Podążamy za fabułą, umawiamy się z Chloe w barze, ale przed spotkaniem z nią idziemy pod prysznic, a tam “szkolna elita” szykanuje Kate – szarą myszkę, która wbrew woli stała się bohaterką filmiku, na którym nie zachowuje się do końca przyzwoicie. Rozmawiając z nią później w jej pokoju, można się dowiedzieć, że prawdopodobnie została odurzona przez chłopaka, który – a jakże – strzelał do naszej przyjaciółki Chloe, a który to miał ją zabrać do szpitala. Kate pojawia się niejednokrotnie w tym epizodzie prosząc nas o podjęcie trudnych, ale istotnych decyzji.

Zostawiamy jednak szykanowaną koleżankę na jej prośbę i spotykamy się z niebieskowłosą dziewczyną. Nasza przyjaciółka chce dowodu na nasze moce, więc potulnie wykonujemy jej polecenia, polegające na zgadywaniu, co się stanie. Wróć. Na zobaczeniu tego i cofnięciu czasu.

Następny test znajduje się na wysypisku, będący kryjówką Chloe. Tam bawimy się w celownik i kierujemy Chloe tak, aby zestrzeliła cel. Naszą “zabawę” przerywa Frank – lokalny diler narkotyków – domagający się spłaty długów. Nasza postać ma pistolet i stoi między “strzelić”, a “nie strzelić”. Cokolwiek wybierzemy, odciśnie się to na naszej przyszłości.

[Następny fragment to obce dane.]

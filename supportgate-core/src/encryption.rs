//! CRM config encryption — AES-256-GCM for tenant `crm_config` at rest.
//!
//! Grounded on the teacher's `SessionEncryptor`, but keyed from the
//! process-wide `ENCRYPTION_KEY` environment variable rather than the OS
//! keyring: this process serves many tenants concurrently, so the key must
//! be available to every worker without per-user keyring prompts.

use aes_gcm::aead::{Aead, KeyInit};
use aes_gcm::{Aes256Gcm, Nonce};
use rand::RngCore;
use rand::rngs::OsRng;

use crate::error::TenantError;

/// Encrypts and decrypts tenant CRM config using AES-256-GCM.
pub struct ConfigEncryptor {
    cipher: Aes256Gcm,
}

impl ConfigEncryptor {
    /// Create an encryptor from a raw 32-byte key (from
    /// [`crate::config::GatewayProcessConfig::encryption_key_bytes`]).
    pub fn from_key(key: &[u8; 32]) -> Self {
        let cipher = Aes256Gcm::new_from_slice(key).expect("32-byte key is always valid");
        Self { cipher }
    }

    /// Encrypt plaintext CRM config JSON. Returns nonce (12 bytes) prepended
    /// to ciphertext, matching the registry's opaque-bytes storage contract.
    pub fn encrypt(&self, plaintext: &[u8]) -> Result<Vec<u8>, TenantError> {
        let mut nonce_bytes = [0u8; 12];
        OsRng.fill_bytes(&mut nonce_bytes);
        let nonce = Nonce::from_slice(&nonce_bytes);

        let ciphertext = self
            .cipher
            .encrypt(nonce, plaintext)
            .map_err(|e| TenantError::ConfigDecryptFailed {
                message: e.to_string(),
            })?;

        let mut result = Vec::with_capacity(12 + ciphertext.len());
        result.extend_from_slice(&nonce_bytes);
        result.extend_from_slice(&ciphertext);
        Ok(result)
    }

    /// Decrypt ciphertext produced by [`Self::encrypt`]. Fails with
    /// `ConfigDecryptFailed` on truncated input or authentication failure
    /// (§4.1): the registry never logs the decrypted credentials on error.
    pub fn decrypt(&self, ciphertext: &[u8]) -> Result<Vec<u8>, TenantError> {
        if ciphertext.len() < 12 {
            return Err(TenantError::ConfigDecryptFailed {
                message: "ciphertext too short to contain a nonce".into(),
            });
        }
        let (nonce_bytes, body) = ciphertext.split_at(12);
        let nonce = Nonce::from_slice(nonce_bytes);

        self.cipher
            .decrypt(nonce, body)
            .map_err(|_| TenantError::ConfigDecryptFailed {
                message: "authentication failed".into(),
            })
    }
}

#[cfg(test)]
mod tests {
    use super::*;

    #[test]
    fn test_round_trip() {
        let key = [3u8; 32];
        let encryptor = ConfigEncryptor::from_key(&key);
        let plaintext = br#"{"webhook_secret":"s3cr3t"}"#;
        let ciphertext = encryptor.encrypt(plaintext).unwrap();
        assert_ne!(ciphertext, plaintext);
        let decrypted = encryptor.decrypt(&ciphertext).unwrap();
        assert_eq!(decrypted, plaintext);
    }

    #[test]
    fn test_decrypt_with_wrong_key_fails() {
        let encryptor_a = ConfigEncryptor::from_key(&[1u8; 32]);
        let encryptor_b = ConfigEncryptor::from_key(&[2u8; 32]);
        let ciphertext = encryptor_a.encrypt(b"secret").unwrap();
        assert!(encryptor_b.decrypt(&ciphertext).is_err());
    }

    #[test]
    fn test_decrypt_truncated_fails() {
        let encryptor = ConfigEncryptor::from_key(&[1u8; 32]);
        assert!(encryptor.decrypt(&[1, 2, 3]).is_err());
    }
}
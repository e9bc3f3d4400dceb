//! Operator CLI — provisioning tool for the support intelligence gateway.
//!
//! Talks to a running gateway's `X-Admin-Key`-guarded `/api/admin` surface
//! over HTTP; it holds no direct access to the tenant store.

mod commands;

use clap::{Parser, Subcommand};
use tracing_subscriber::EnvFilter;

/// supportgate-admin: provisioning CLI for the support intelligence gateway
#[derive(Parser, Debug)]
#[command(name = "supportgate-admin", version, about, long_about = None)]
struct Cli {
    /// Base URL of the running gateway
    #[arg(long, env = "GATEWAY_URL", default_value = "http://localhost:8080")]
    gateway_url: String,

    /// Admin key (matches the gateway's `ADMIN_KEY`)
    #[arg(long, env = "ADMIN_KEY")]
    admin_key: String,

    /// Increase verbosity (-v, -vv)
    #[arg(short, long, action = clap::ArgAction::Count)]
    verbose: u8,

    #[command(subcommand)]
    command: Commands,
}

#[derive(Subcommand, Debug)]
enum Commands {
    /// Manage tenants
    Tenant {
        #[command(subcommand)]
        action: TenantAction,
    },
    /// Inspect rate-limiter and cache counters
    Counters,
}

#[derive(Subcommand, Debug)]
enum TenantAction {
    /// Create a new tenant
    Create {
        slug: String,
        name: String,
        #[arg(long)]
        crm_provider: String,
        #[arg(long)]
        webhook_secret: String,
        #[arg(long)]
        api_key: String,
        #[arg(long, default_value = "production")]
        environment: String,
    },
    /// List all tenants
    List,
    /// Rotate a tenant's encrypted CRM config
    RotateCrmConfig {
        tenant_id: uuid::Uuid,
        #[arg(long)]
        webhook_secret: String,
    },
}

#[tokio::main]
async fn main() -> anyhow::Result<()> {
    let _ = dotenvy::dotenv();

    let cli = Cli::parse();

    let filter = match cli.verbose {
        0 => "info",
        1 => "debug",
        _ => "trace",
    };
    tracing_subscriber::fmt().with_env_filter(EnvFilter::new(filter)).with_target(false).init();

    let client = commands::AdminClient::new(cli.gateway_url, cli.admin_key);

    match cli.command {
        Commands::Tenant { action } => commands::handle_tenant(&client, action).await,
        Commands::Counters => commands::handle_counters(&client).await,
    }
}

Frank zostawia nasze bohaterki z informacją ile czasu mają na spłatę, a Max wraz z Chloe spacerują po torach, aż postanawiają się na nich położyć. Bardzo mądre, zważając na to, że co chwilę przejeżdża tamtędy pociąg. W końcu co złego może się stać, kiedy można cofnąć czas i ratować nieodpowiedzialnych ludzi dookoła nas?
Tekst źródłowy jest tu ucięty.